[WHAT THIS TASK INVOLVES]
Nothing should be left out when you copy the entries below.

[Stored entries]
■ ■ ■
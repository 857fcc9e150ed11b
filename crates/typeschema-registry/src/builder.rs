//! Builder-style helper for constructing [`TypeDefinition`]s.
//!
//! Spelling out fields and their matching accessors by hand is tedious:
//! every property needs a `FieldDef` *and* a `get…`/`is…` accessor whose
//! name lines up with it. `DefinitionBuilder` offers a fluent API that keeps
//! the two in sync. Every method returns `self`, enabling call-chaining:
//!
//! ```rust
//! use typeschema_core::descriptor::TypeDescriptor;
//! use typeschema_registry::builder::DefinitionBuilder;
//!
//! let node = DefinitionBuilder::new("Node")
//!     .property("id", "String")
//!     .property("children", TypeDescriptor::array_of("Node"))
//!     .flag("leaf")
//!     .build();
//!
//! let accessors: Vec<_> = node.accessors.iter().map(|a| a.name.as_str()).collect();
//! assert_eq!(accessors, ["getId", "getChildren", "isLeaf"]);
//! ```
//!
//! The builder performs **no validation**. Declaring an accessor that has
//! no field, or a field without accessor, is allowed; discovery simply
//! ignores the unmatched half.

use typeschema_core::{
    descriptor::{AccessorDef, FieldDef, TypeDefinition, TypeDescriptor, TypeName},
    metadata::Attributes,
};

/// Fluent helper to produce a [`TypeDefinition`].
pub struct DefinitionBuilder {
    definition: TypeDefinition,
}

impl DefinitionBuilder {
    /// Start a definition for `name` with no members.
    pub fn new(name: impl Into<TypeName>) -> Self {
        Self {
            definition: TypeDefinition::new(name),
        }
    }

    /// Declare the ancestor this type extends.
    pub fn extends(mut self, parent: impl Into<TypeName>) -> Self {
        self.definition.parent = Some(parent.into());
        self
    }

    /// Add a field without any accessor.
    pub fn field(mut self, name: impl Into<String>, ty: impl Into<TypeDescriptor>) -> Self {
        self.definition.fields.push(FieldDef::new(name, ty));
        self
    }

    /// Add an arbitrary accessor.
    pub fn accessor(mut self, accessor: AccessorDef) -> Self {
        self.definition.accessors.push(accessor);
        self
    }

    /// Add a parameterless `getter` with the given literal name.
    pub fn getter(self, name: impl Into<String>) -> Self {
        self.accessor(AccessorDef::getter(name))
    }

    /// Add a field and its `get<Name>` accessor.
    pub fn property(self, name: &str, ty: impl Into<TypeDescriptor>) -> Self {
        self.property_with(name, ty, Attributes::default())
    }

    /// Add a field carrying `attributes` and its `get<Name>` accessor.
    pub fn property_with(
        self,
        name: &str,
        ty: impl Into<TypeDescriptor>,
        attributes: Attributes,
    ) -> Self {
        let getter = accessor_name("get", name);
        self.push_field(FieldDef::new(name, ty).with_attributes(attributes))
            .getter(getter)
    }

    /// Shorthand for a required property.
    pub fn required_property(self, name: &str, ty: impl Into<TypeDescriptor>) -> Self {
        self.property_with(name, ty, Attributes::new().required())
    }

    /// Add a `bool` field and its `is<Name>` accessor.
    pub fn flag(self, name: &str) -> Self {
        let getter = accessor_name("is", name);
        self.push_field(FieldDef::new(name, "bool")).getter(getter)
    }

    /// Replace the type-level attributes.
    pub fn attributes(mut self, attributes: Attributes) -> Self {
        self.definition.attributes = attributes;
        self
    }

    /// Close the type to additional properties.
    pub fn closed(mut self) -> Self {
        self.definition.attributes.additional_properties = Some(false);
        self
    }

    /// Retrieve the accumulated definition and consume the builder.
    pub fn build(self) -> TypeDefinition {
        self.definition
    }

    fn push_field(mut self, field: FieldDef) -> Self {
        self.definition.fields.push(field);
        self
    }
}

/// `("get", "firstName")` → `getFirstName`.
pub fn accessor_name(prefix: &str, property: &str) -> String {
    let mut chars = property.chars();
    match chars.next() {
        Some(first) => format!("{prefix}{}{}", first.to_uppercase(), chars.as_str()),
        None => prefix.to_owned(),
    }
}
■ ■ ■
[OUTPUT FOR THIS TASK]
repository 857fcc9e150ed11b
filename crates/typeschema-registry/src/builder.rs
//! Builder-style helper for constructing [`TypeDefinition`]s.
//!
//! Spelling out fields and their matching accessors by hand is tedious:
//! every property needs a `FieldDef` *and* a `get…`/`is…` accessor whose
//! name lines up with it. `DefinitionBuilder` offers a fluent API that keeps
//! the two in sync. Every method returns `self`, enabling call-chaining:
//!
//! ```rust
//! use typeschema_core::descriptor::TypeDescriptor;
//! use typeschema_registry::builder::DefinitionBuilder;
//!
//! let node = DefinitionBuilder::new("Node")
//!     .property("id", "String")
//!     .property("children", TypeDescriptor::array_of("Node"))
//!     .flag("leaf")
//!     .build();
//!
//! let accessors: Vec<_> = node.accessors.iter().map(|a| a.name.as_str()).collect();
//! assert_eq!(accessors, ["getId", "getChildren", "isLeaf"]);
//! ```
//!
//! The builder performs **no validation**. Declaring an accessor that has
//! no field, or a field without accessor, is allowed; discovery simply
//! ignores the unmatched half.

use typeschema_core::{
    descriptor::{AccessorDef, FieldDef, TypeDefinition, TypeDescriptor, TypeName},
    metadata::Attributes,
};

/// Fluent helper to produce a [`TypeDefinition`].
pub struct DefinitionBuilder {
    definition: TypeDefinition,
}

impl DefinitionBuilder {
    /// Start a definition for `name` with no members.
    pub fn new(name: impl Into<TypeName>) -> Self {
        Self {
            definition: TypeDefinition::new(name),
        }
    }

    /// Declare the ancestor this type extends.
    pub fn extends(mut self, parent: impl Into<TypeName>) -> Self {
        self.definition.parent = Some(parent.into());
        self
    }

    /// Add a field without any accessor.
    pub fn field(mut self, name: impl Into<String>, ty: impl Into<TypeDescriptor>) -> Self {
        self.definition.fields.push(FieldDef::new(name, ty));
        self
    }

    /// Add an arbitrary accessor.
    pub fn accessor(mut self, accessor: AccessorDef) -> Self {
        self.definition.accessors.push(accessor);
        self
    }

    /// Add a parameterless `getter` with the given literal name.
    pub fn getter(self, name: impl Into<String>) -> Self {
        self.accessor(AccessorDef::getter(name))
    }

    /// Add a field and its `get<Name>` accessor.
    pub fn property(self, name: &str, ty: impl Into<TypeDescriptor>) -> Self {
        self.property_with(name, ty, Attributes::default())
    }

    /// Add a field carrying `attributes` and its `get<Name>` accessor.
    pub fn property_with(
        self,
        name: &str,
        ty: impl Into<TypeDescriptor>,
        attributes: Attributes,
    ) -> Self {
        let getter = accessor_name("get", name);
        self.push_field(FieldDef::new(name, ty).with_attributes(attributes))
            .getter(getter)
    }

    /// Shorthand for a required property.
    pub fn required_property(self, name: &str, ty: impl Into<TypeDescriptor>) -> Self {
        self.property_with(name, ty, Attributes::new().required())
    }

    /// Add a `bool` field and its `is<Name>` accessor.
    pub fn flag(self, name: &str) -> Self {
        let getter = accessor_name("is", name);
        self.push_field(FieldDef::new(name, "bool")).getter(getter)
    }

    /// Replace the type-level attributes.
    pub fn attributes(mut self, attributes: Attributes) -> Self {
        self.definition.attributes = attributes;
        self
    }

    /// Close the type to additional properties.
    pub fn closed(mut self) -> Self {
        self.definition.attributes.additional_properties = Some(false);
        self
    }

    /// Retrieve the accumulated definition and consume the builder.
    pub fn build(self) -> TypeDefinition {
        self.definition
    }

    fn push_field(mut self, field: FieldDef) -> Self {
        self.definition.fields.push(field);
        self
    }
}

/// `("get", "firstName")` → `getFirstName`.
pub fn accessor_name(prefix: &str, property: &str) -> String {
    let mut chars = property.chars();
    match chars.next() {
        Some(first) => format!("{prefix}{}{}", first.to_uppercase(), chars.as_str()),
        None => prefix.to_owned(),
    }
}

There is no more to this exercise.